■ What you have to do
Here are some records; copy every line that holds the word "opened".

■ Source material
★ ★ ★ ★ ★

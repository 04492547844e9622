//! Crisis manager tests.
//!
//! Tests cover: detection and severity, one new crisis per check,
//! the active-crisis cap, severity-scaled penalties, the ongoing event
//! roll, and the multi-requirement recovery path.

use chrono::{DateTime, Duration, TimeZone, Utc};
use companion_core::{
    config::{CompanionConfig, CrisisConfig},
    crisis::{CrisisManager, MIN_SEVERITY},
    history::InteractionLog,
    rng::SequenceRng,
    stats::{StatReader, StatStore},
};

fn t0() -> DateTime<Utc> {
    Utc.with_ymd_and_hms(2024, 1, 1, 0, 0, 0).unwrap()
}

/// Default personality: jealousy threshold 70, trust 20, affection 15.
fn setup() -> (CrisisManager, StatStore, InteractionLog) {
    let config = CompanionConfig::default_test();
    (
        CrisisManager::new(config.crisis),
        StatStore::from_config(&config.stats),
        InteractionLog::new(),
    )
}

fn quiet() -> SequenceRng {
    SequenceRng::constant(1.0)
}

#[test]
fn breach_opens_crisis_with_scaled_penalties() {
    let (crises, stats, _) = setup();
    stats.set_stat("jealousy", 90.0);

    let out = crises.tick(t0(), &stats, &mut quiet());
    let (crisis, event) = out.opened.expect("jealousy crisis opens");
    assert_eq!(crisis.name, "jealousy_crisis");
    assert_eq!(crisis.severity, 1.0);
    assert_eq!(crisis.trigger_cause, "jealousy_threshold_exceeded");
    assert_eq!(event.duration, Duration::seconds(5));

    // Penalties apply on the opening tick.
    assert!((stats.get_stat("trust") - 39.5).abs() < 1e-9);
    assert!((stats.get_stat("affection") - 39.7).abs() < 1e-9);
    assert!((stats.get_stat("happiness") - 69.2).abs() < 1e-9);
    assert!(crises.has_crisis("jealousy_crisis"));
}

#[test]
fn severity_at_threshold_has_a_floor() {
    let (crises, stats, _) = setup();
    stats.set_stat("trust", 20.0);
    let (crisis, _) = crises.tick(t0(), &stats, &mut quiet()).opened.expect("trust crisis");
    assert_eq!(crisis.name, "trust_crisis");
    assert_eq!(crisis.severity, MIN_SEVERITY);
    assert!((crisis.stat_penalties["happiness"] + 0.3 * MIN_SEVERITY).abs() < 1e-12);
}

#[test]
fn one_crisis_per_check_and_cap_respected() {
    let (crises, stats, _) = setup();
    stats.set_stat("jealousy", 90.0);
    stats.set_stat("trust", 5.0);
    stats.set_stat("affection", 5.0);

    assert!(crises.tick(t0(), &stats, &mut quiet()).opened.is_some());
    assert_eq!(crises.get_active_crises().len(), 1);

    // Not due yet.
    assert!(crises.tick(t0() + Duration::seconds(30), &stats, &mut quiet()).opened.is_none());

    let (second, _) = crises
        .tick(t0() + Duration::seconds(60), &stats, &mut quiet())
        .opened
        .expect("trust crisis on the next check");
    assert_eq!(second.name, "trust_crisis");

    assert!(
        crises.tick(t0() + Duration::seconds(120), &stats, &mut quiet()).opened.is_none(),
        "max two active crises"
    );
    let names: Vec<_> = crises.get_active_crises().into_iter().map(|c| c.name).collect();
    assert_eq!(names, vec!["jealousy_crisis", "trust_crisis"]);
}

#[test]
fn ongoing_event_uses_active_crisis() {
    let (crises, stats, _) = setup();
    stats.set_stat("jealousy", 90.0);
    let mut always = SequenceRng::constant(0.0);

    let first = crises.tick(t0(), &stats, &mut always);
    assert!(first.opened.is_some());
    assert!(first.ongoing.is_none(), "no ongoing event on the opening tick");

    let next = crises.tick(t0() + Duration::seconds(10), &stats, &mut always);
    let ongoing = next.ongoing.expect("ongoing event rolled");
    assert_eq!(ongoing.name, "jealousy_crisis_ongoing");
    assert!(ongoing.effects.is_empty());
}

/// Crisis opened at t0 with a 30 minute time requirement.
#[test]
fn recovery_waits_for_time_requirement() {
    let (crises, stats, history) = setup();
    stats.set_stat("jealousy", 90.0);
    crises.tick(t0(), &stats, &mut quiet());

    for kind in ["apology", "apology", "deep_conversation", "give_gift"] {
        history.record(kind, t0() + Duration::minutes(1));
    }
    stats.set_stat("jealousy", 50.0);

    assert!(
        crises
            .check_recovery(t0() + Duration::minutes(10), &stats, &history, "apology")
            .is_none(),
        "too early to recover"
    );
    assert!(crises.has_crisis("jealousy_crisis"));

    let trust_before = stats.get_stat("trust");
    let recovery = crises
        .check_recovery(t0() + Duration::minutes(31), &stats, &history, "apology")
        .expect("recovers after 31 minutes");
    assert_eq!(recovery.crisis.name, "jealousy_crisis");
    assert!(!recovery.crisis.is_active);
    assert_eq!(recovery.event.name, "jealousy_crisis_recovered");
    assert!(crises.get_active_crises().is_empty());
    assert!((stats.get_stat("trust") - trust_before - 12.0).abs() < 1e-9, "bonus x1.2");
}

#[test]
fn recovery_needs_every_requirement() {
    let (crises, stats, history) = setup();
    stats.set_stat("jealousy", 90.0);
    crises.tick(t0(), &stats, &mut quiet());
    let later = t0() + Duration::hours(1);

    // Interactions before the crisis do not count.
    for kind in ["apology", "apology", "deep_conversation", "give_gift"] {
        history.record(kind, t0() - Duration::minutes(5));
    }
    stats.set_stat("jealousy", 50.0);
    assert!(crises.check_recovery(later, &stats, &history, "apology").is_none());

    for kind in ["apology", "apology", "deep_conversation", "give_gift"] {
        history.record(kind, t0() + Duration::minutes(5));
    }
    stats.set_stat("jealousy", 65.0);
    assert!(
        crises.check_recovery(later, &stats, &history, "apology").is_none(),
        "jealousy must be back under 60"
    );

    stats.set_stat("jealousy", 60.0);
    assert!(crises.check_recovery(later, &stats, &history, "apology").is_some());
}

#[test]
fn resolved_crisis_can_reopen() {
    let (crises, stats, history) = setup();
    stats.set_stat("jealousy", 90.0);
    crises.tick(t0(), &stats, &mut quiet());
    for kind in ["apology", "apology", "deep_conversation", "give_gift"] {
        history.record(kind, t0());
    }
    stats.set_stat("jealousy", 10.0);
    assert!(crises.check_recovery(t0() + Duration::hours(1), &stats, &history, "pet").is_some());

    stats.set_stat("jealousy", 95.0);
    let (again, _) = crises
        .tick(t0() + Duration::hours(2), &stats, &mut quiet())
        .opened
        .expect("fresh instance");
    assert_eq!(again.triggered_at, t0() + Duration::hours(2));
}

#[test]
fn recovery_bonus_never_below_one() {
    let (crises, _, _) = setup();
    assert_eq!(crises.recovery_bonus(), 1.2);
    crises.set_recovery_bonus(0.5);
    assert_eq!(crises.recovery_bonus(), 1.0);
    crises.set_recovery_bonus(2.0);
    assert_eq!(crises.recovery_bonus(), 2.0);
}

#[test]
fn disabled_manager_does_nothing() {
    let crises = CrisisManager::new(CrisisConfig::disabled());
    let stats = StatStore::from_config(&CompanionConfig::default_test().stats);
    stats.set_stat("jealousy", 100.0);
    let out = crises.tick(t0(), &stats, &mut quiet());
    assert!(out.opened.is_none() && out.ongoing.is_none());
    assert_eq!(crises.get_crisis_status(t0())["enabled"], false);
}

#[test]
fn status_lists_active_details() {
    let (crises, stats, _) = setup();
    stats.set_stat("affection", 5.0);
    crises.tick(t0(), &stats, &mut quiet());
    let status = crises.get_crisis_status(t0() + Duration::minutes(2));
    assert_eq!(status["activeCrises"], 1);
    assert_eq!(status["maxCrises"], 2);
    assert_eq!(status["crisisDetails"][0]["name"], "affection_crisis");
    assert_eq!(status["crisisDetails"][0]["durationSecs"], 120);
}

★ ★ ★ ★ ★

■ Solution to the problem
    let (crisis, event) = out.opened.expect("jealousy crisis opens");
    let (crisis, _) = crises.tick(t0(), &stats, &mut quiet()).opened.expect("trust crisis");
    assert!(crises.tick(t0(), &stats, &mut quiet()).opened.is_some());
    assert!(crises.tick(t0() + Duration::seconds(30), &stats, &mut quiet()).opened.is_none());
        .opened
        crises.tick(t0() + Duration::seconds(120), &stats, &mut quiet()).opened.is_none(),
    assert!(first.opened.is_some());
/// Crisis opened at t0 with a 30 minute time requirement.
        .opened
    assert!(out.opened.is_none() && out.ongoing.is_none());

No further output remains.